Examples of the fellows in each of four broad disciplinary areas (creative arts, humanities, sciences, and social sciences) appear immediately below; a full list of the 2009-10 fellows appears at the end of the article.


Among the creative arts fellows is Alison Knowles, a visual artist and founding member of Fluxus — an international avant-garde movement established in 1962 that melds different media and disciplines, emphasizing frequently neglected elements as a basis for the creation and performance of art. Knowles created “The House of Dust,” the first computerized poem on record, for which she won a 1967 Guggenheim fellowship; “The Big Book” (1967), a walk-in book with 8-foot pages, which toured in Europe; and “Bohnen Sequenzen” (Bean Sequences), a series of plays exploring the resonant sounds made by beans against hard surfaces, which won her a 1982 Karl Sczuka Prize for Works of Radio Art. Her unique installations, performances, prints, publications, and sound work have been recognized with many other awards. Knowles’ Radcliffe project is titled “Fluxus Around the Clock.”

Leonard Retel Helmrich is a film director at Scarabeefilms (Netherlands) whose critically acclaimed documentaries about Indonesia have won him several international prizes. As the developer of single-shot cinema (a theoretical perspective and practical technique involving long takes with a constantly moving camera) and the SteadyWing (a camera mount that enables greater stability and maneuverability while shooting), Retel Helmrich has taught workshops around the world. During his Radcliffe fellowship year, co-sponsored by the Harvard Film Study Center, he will work on a documentary titled “Position of the Stars,” which reveals the effects of globalization, commercialization, and the interpretation of Islam in Indonesia through the eyes of a 16-year-old girl.


The humanities fellows include art historian Claire Margaret Roberts, the senior curator of Asian decorative arts and design at the Powerhouse Museum in Sidney, Australia, and a fellow at the Australian National University. Among Roberts’ numerous honors are grants from the Smithsonian Institution and the Australia-China Council, as well as multiple art-related Australian government appointments. Fluent in Chinese, she has edited or co-edited several books and catalogs and curated many major exhibitions related to north Asian visual culture, including “The Great Wall of China” (2006), a joint project of the Powerhouse Museum and the National Museum of China, Beijing. At Radcliffe, Roberts will study the history of photography in China and the Hedda Morrison archive at Harvard-Yenching Library.

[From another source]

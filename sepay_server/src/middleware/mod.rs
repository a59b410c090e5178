mod api_key;

pub use api_key::{check_api_key, ApiKeyMiddlewareFactory, ApiKeyMiddlewareService, API_KEY_PREFIX};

Ravit Reichman is an associate professor of English at Brown University (effective July 2009). She is the author of “The Affective Life of Law: Legal Modernism and the Literary Imagination” (Stanford University Press, 2009), which examines the relationship between literature and law, with special emphasis on psychoanalysis and the traumas of the world wars. While at Radcliffe, Reichman will undertake the first book-length study of the ways in which literature and law jointly shape conceptions of property and the symbolism of property in 20th century society. Her book “Lost Properties of the 20th Century” will appraise the theme of loss in Modernism against the backdrop of shifts in the traditional legal concept of property from the end of World War I through the post-Holocaust era.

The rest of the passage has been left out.